Election Day is one of the most important days of the year. Exercising our right to vote is something that our MSU Evans Scholars take very seriously.

Sophomore Oscar Garner II is thoroughly involved on campus through MSU’s student government group, known as ASMSU. Through which, Oscar has been working hard alongside other Spartans to create an inclusive and engaging voting experience.

“We have been working diligently and tirelessly to ensure that voting is not a tedious chore,” says Garner. “With our bill ‘Party at the Polls’, we are making sure that students do not dread the action of voting. By providing entertainment, engagement, and refreshments we are making certain that this year’s voting experience is not only pleasant, but memorable.”
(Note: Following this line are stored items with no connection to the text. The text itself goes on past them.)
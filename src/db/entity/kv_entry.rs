use sea_orm::entity::prelude::*;
use serde::{ Deserialize, Serialize };

#[derive(Clone, Debug, PartialEq, DeriveEntityModel, Serialize, Deserialize)]
#[sea_orm(table_name = "kv_entries")]
pub struct Model {
    #[sea_orm(primary_key, auto_increment = false)]
    pub key: String,
    #[sea_orm(column_type = "Text")]
    pub value: String,
    pub updated_at: DateTimeUtc,
}

#[derive(Copy, Clone, Debug, EnumIter, DeriveRelation)]
pub enum Relation {}

impl ActiveModelBehavior for ActiveModel {}
use serde::{ Deserialize, Serialize };

use crate::enums::Condition;
use crate::error::{ AppError, Result };

/// Shortest accepted repeat interval.
pub const MIN_REPEAT_INTERVAL_MS: i64 = 5_000;

/// Lifecycle of a rule.
///
/// `Armed` and `FiredOnce` belong to one-shot rules, `ArmedRepeat` and `Paused` to repeating
/// ones. Pausing a one-shot rule lands it in `FiredOnce`.
#[derive(Debug, Clone, Copy, PartialEq, Eq, Serialize, Deserialize)]
#[serde(rename_all = "snake_case")]
pub enum RuleState {
    Armed,
    ArmedRepeat,
    FiredOnce,
    Paused,
}

impl RuleState {
    pub fn as_str(&self) -> &'static str {
        match self {
            RuleState::Armed => "armed",
            RuleState::ArmedRepeat => "armed_repeat",
            RuleState::FiredOnce => "fired_once",
            RuleState::Paused => "paused",
        }
    }
}

/// A user-defined alert condition bound to one entity.
#[derive(Debug, Clone, PartialEq, Serialize, Deserialize)]
#[serde(from = "RuleRecord", into = "RuleRecord")]
pub struct Rule {
    pub id: i64,
    pub entity_id: String,
    pub condition: Condition,
    pub threshold: f64,
    /// `Some(interval)` for repeating rules.
    pub repeat_interval_ms: Option<i64>,
    /// Epoch ms of the last trigger, 0 if never.
    pub last_triggered_at: i64,
    pub state: RuleState,
    pub sound_ref: Option<String>,
}

impl Rule {
    pub fn new(id: i64, entity_id: impl Into<String>, request: NewRule) -> Result<Self> {
        let repeat_interval_ms = request.validate()?;
        Ok(Self {
            id,
            entity_id: entity_id.into(),
            condition: request.condition,
            threshold: request.threshold,
            repeat_interval_ms,
            last_triggered_at: 0,
            state: if repeat_interval_ms.is_some() {
                RuleState::ArmedRepeat
            } else {
                RuleState::Armed
            },
            sound_ref: request.sound_ref.filter(|s| !s.trim().is_empty()),
        })
    }

    pub fn is_repeat(&self) -> bool {
        self.repeat_interval_ms.is_some()
    }

    /// Applies the authoring constraints to a rule that did not come through `Rule::new`.
    pub fn validate(&self) -> Result<()> {
        let request = NewRule {
            condition: self.condition,
            threshold: self.threshold,
            repeat: self.is_repeat(),
            interval_ms: self.repeat_interval_ms,
            sound_ref: None,
        };
        request.validate().map(|_| ())
    }

    fn armed_state(&self) -> RuleState {
        if self.is_repeat() { RuleState::ArmedRepeat } else { RuleState::Armed }
    }

    /// Repeat rules become inert; one-shot rules are deactivated. Idempotent.
    pub fn pause(&mut self) {
        self.state = match self.state {
            RuleState::ArmedRepeat => RuleState::Paused,
            RuleState::Armed => RuleState::FiredOnce,
            other => other,
        };
    }

    /// Re-arms the rule. `last_triggered_at` is left alone.
    pub fn resume(&mut self) {
        self.state = self.armed_state();
    }
}

/// Rule authoring request.
#[derive(Debug, Clone, PartialEq, Deserialize)]
pub struct NewRule {
    pub condition: Condition,
    pub threshold: f64,
    #[serde(default)]
    pub repeat: bool,
    #[serde(default, alias = "intervalMs")]
    pub interval_ms: Option<i64>,
    #[serde(default, alias = "sound")]
    pub sound_ref: Option<String>,
}

impl NewRule {
    /// Returns the repeat interval to store, or a validation error.
    pub fn validate(&self) -> Result<Option<i64>> {
        if !self.threshold.is_finite() || self.threshold <= 0.0 {
            return Err(AppError::Validation("Threshold must be a positive number".to_string()));
        }

        if !self.repeat {
            return Ok(None);
        }

        match self.interval_ms {
            Some(ms) if ms >= MIN_REPEAT_INTERVAL_MS => Ok(Some(ms)),
            _ =>
                Err(
                    AppError::Validation(
                        format!(
                            "Repeat interval must be at least {} seconds",
                            MIN_REPEAT_INTERVAL_MS / 1000
                        )
                    )
                ),
        }
    }
}

/// Flat persisted form of a rule.
#[derive(Debug, Clone, Serialize, Deserialize)]
#[serde(rename_all = "camelCase")]
pub struct RuleRecord {
    pub id: i64,
    pub entity_id: String,
    pub condition: Condition,
    pub threshold: f64,
    pub repeat: bool,
    #[serde(default)]
    pub interval_ms: i64,
    #[serde(default)]
    pub last_triggered_at: i64,
    pub active: bool,
    #[serde(default)]
    pub manually_paused: bool,
    #[serde(default, skip_serializing_if = "Option::is_none")]
    pub sound_ref: Option<String>,
    /// Informational; the flags above are authoritative on load.
    #[serde(default, skip_deserializing)]
    pub state: Option<RuleState>,
}

impl From<Rule> for RuleRecord {
    fn from(rule: Rule) -> Self {
        let (active, manually_paused) = match rule.state {
            RuleState::Armed | RuleState::ArmedRepeat => (true, false),
            RuleState::FiredOnce => (false, false),
            RuleState::Paused => (true, true),
        };

        Self {
            id: rule.id,
            entity_id: rule.entity_id,
            condition: rule.condition,
            threshold: rule.threshold,
            repeat: rule.repeat_interval_ms.is_some(),
            interval_ms: rule.repeat_interval_ms.unwrap_or(0),
            last_triggered_at: rule.last_triggered_at,
            active,
            manually_paused,
            sound_ref: rule.sound_ref,
            state: Some(rule.state),
        }
    }
}

impl From<RuleRecord> for Rule {
    fn from(record: RuleRecord) -> Self {
        let state = match (record.repeat, record.active, record.manually_paused) {
            (false, true, _) => RuleState::Armed,
            (false, false, _) => RuleState::FiredOnce,
            (true, _, true) => RuleState::Paused,
            (true, _, false) => RuleState::ArmedRepeat,
        };

        Self {
            id: record.id,
            entity_id: record.entity_id,
            condition: record.condition,
            threshold: record.threshold,
            repeat_interval_ms: if record.repeat {
                Some(record.interval_ms)
            } else {
                None
            },
            last_triggered_at: record.last_triggered_at,
            state,
            sound_ref: record.sound_ref,
        }
    }
}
ASMSU is determined to expand the ratings of young voters, and their “Party at the Polls” bill is designed to do just that. Studies show that young, eligible voters are one of the lowest-rated groups to vote, and ASMSU’s mission is designed to change that.

“Voting is a right not afforded to citizens of every country. This nation allows all of its citizens to voice their opinion and make decisions on their governing body and this is something that we should take advantage of,” says Garner. “I am voting because the propositions on this ballot have been infringing on the rights of the under-represented groups of America. I believe now is a great opportunity to make sure that the youth voice is heard on issues that are going to affect us in the near future.”
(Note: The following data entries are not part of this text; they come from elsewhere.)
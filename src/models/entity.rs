use lazy_static::lazy_static;
use regex::Regex;
use serde::{ Deserialize, Serialize };

use crate::enums::EntityKind;
use crate::error::{ AppError, Result };

lazy_static! {
    static ref EVM_ADDRESS: Regex = Regex::new(r"^0x[a-fA-F0-9]{40}$").unwrap();
    static ref BTC_LEGACY_ADDRESS: Regex = Regex::new(
        r"^[13][a-km-zA-HJ-NP-Z1-9]{25,34}$"
    ).unwrap();
    static ref BTC_BECH32_ADDRESS: Regex = Regex::new(r"^bc1[a-z0-9]{39,59}$").unwrap();
}

pub fn is_evm_address(address: &str) -> bool {
    EVM_ADDRESS.is_match(address)
}

pub fn is_btc_address(address: &str) -> bool {
    BTC_LEGACY_ADDRESS.is_match(address) || BTC_BECH32_ADDRESS.is_match(address)
}

/// Classify a wallet address, rejecting anything that is neither EVM nor BTC.
pub fn classify_address(address: &str) -> Result<EntityKind> {
    if is_evm_address(address) {
        Ok(EntityKind::EvmAddress)
    } else if is_btc_address(address) {
        Ok(EntityKind::BtcAddress)
    } else {
        Err(AppError::InvalidAddress)
    }
}

#[derive(Debug, Clone, PartialEq, Eq, Serialize, Deserialize)]
pub struct IconRefs {
    #[serde(skip_serializing_if = "Option::is_none")]
    pub thumb: Option<String>,
    #[serde(skip_serializing_if = "Option::is_none")]
    pub large: Option<String>,
}

impl IconRefs {
    pub fn best(&self) -> Option<&str> {
        self.thumb.as_deref().or(self.large.as_deref())
    }
}

/// A tracked coin or wallet address.
#[derive(Debug, Clone, PartialEq, Serialize, Deserialize)]
#[serde(rename_all = "camelCase")]
pub struct TrackedEntity {
    pub id: String,
    pub display_name: String,
    /// Ticker for coins, chain family (`EVM` / `BTC`) for addresses.
    pub symbol_or_chain: String,
    pub kind: EntityKind,
    #[serde(default, skip_serializing_if = "Option::is_none")]
    pub icon: Option<IconRefs>,
    /// Creation time in ms; distinguishes a re-added entity from the one it replaced.
    #[serde(default)]
    pub added_at: i64,
}

impl TrackedEntity {
    pub fn coin(
        id: impl Into<String>,
        symbol: &str,
        name: impl Into<String>,
        icon: Option<IconRefs>,
        added_at: i64
    ) -> Result<Self> {
        let id = id.into();
        let name = name.into();
        if id.trim().is_empty() {
            return Err(AppError::Validation("Coin id cannot be empty".to_string()));
        }
        if symbol.trim().is_empty() {
            return Err(AppError::Validation("Coin symbol cannot be empty".to_string()));
        }

        Ok(Self {
            id: id.trim().to_string(),
            display_name: if name.trim().is_empty() {
                symbol.to_uppercase()
            } else {
                name.trim().to_string()
            },
            symbol_or_chain: symbol.trim().to_uppercase(),
            kind: EntityKind::Coin,
            icon,
            added_at,
        })
    }

    pub fn address(name: &str, address: &str, added_at: i64) -> Result<Self> {
        let name = name.trim();
        let address = address.trim();
        if name.is_empty() {
            return Err(AppError::Validation("Wallet name cannot be empty".to_string()));
        }

        let kind = classify_address(address)?;
        let family = match kind {
            EntityKind::BtcAddress => "BTC",
            _ => "EVM",
        };

        Ok(Self {
            id: address.to_string(),
            display_name: name.to_string(),
            symbol_or_chain: family.to_string(),
            kind,
            icon: None,
            added_at,
        })
    }

    pub fn is_address(&self) -> bool {
        self.kind.is_address()
    }

    /// Shortened form used in logs and messages: `0x12345678...9abcdef0`.
    pub fn short_id(&self) -> String {
        if self.is_address() && self.id.len() > 18 {
            format!("{}...{}", &self.id[..10], &self.id[self.id.len() - 8..])
        } else {
            self.id.clone()
        }
    }
}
Others recognize the importance of voting as well.

“People should vote because their vote matters, especially the votes of young people,” says senior Taylor Skelton. “Your vote can affect a variety of aspects in your life, and voting is a way for you to be involved in the decision-making process. I am voting because I want to participate in the way that my community functions.”

For junior Josh Kovacs, voting is a right and a duty.

“Everyone should vote, regardless,” says Kovacs. “It is your duty as a citizen in any country. I am voting in this election for the same reason: it is my duty as a citizen and a privilege to have a say in what happens in my homeland.”

Junior Matthew Juckno agrees.

“People should vote because it gives them a way to voice their opinions in a civilized way,” says Juckno. “It gives people the voice and power to change things on a macro-level with the need for very minimal effort. I am voting because it gives me the opportunity to influence the way our society works.”

All in all, our voice is a gift that should not be taken for granted.

“People should go out and vote because we all have a voice, and we should use it!” says junior Julie Kurilko. “I am voting in this election because I am grateful I have the opportunity to, and I feel passionate about making change in our world.”

Senior Greg Winter is equally passionate about his vote.

“I am voting in this election because I have a core set of beliefs that shape the lens through which I see the world,” says Winter. “These beliefs compel me to stand up for injustices that I see in society today and to put individuals who are similarly minded in positions of power and responsibility to stand up against those injustices and to promote the overall good of the society.”

For Winter, the privilege of having the right to vote is what drives him forward.

“People should vote because this country was founded on the idea that the people’s voice matters. We are privileged to live in a society where we as a society can actually vote people into office,” says Winter. “There are many countries both now and throughout history who have operated under a dictatorship-type society that have not had the ability to pick their leaders. The fact that we have a say in electing government officials is again a blessing and one that should be utilized and is a real missed opportunity if not taken advantage of.”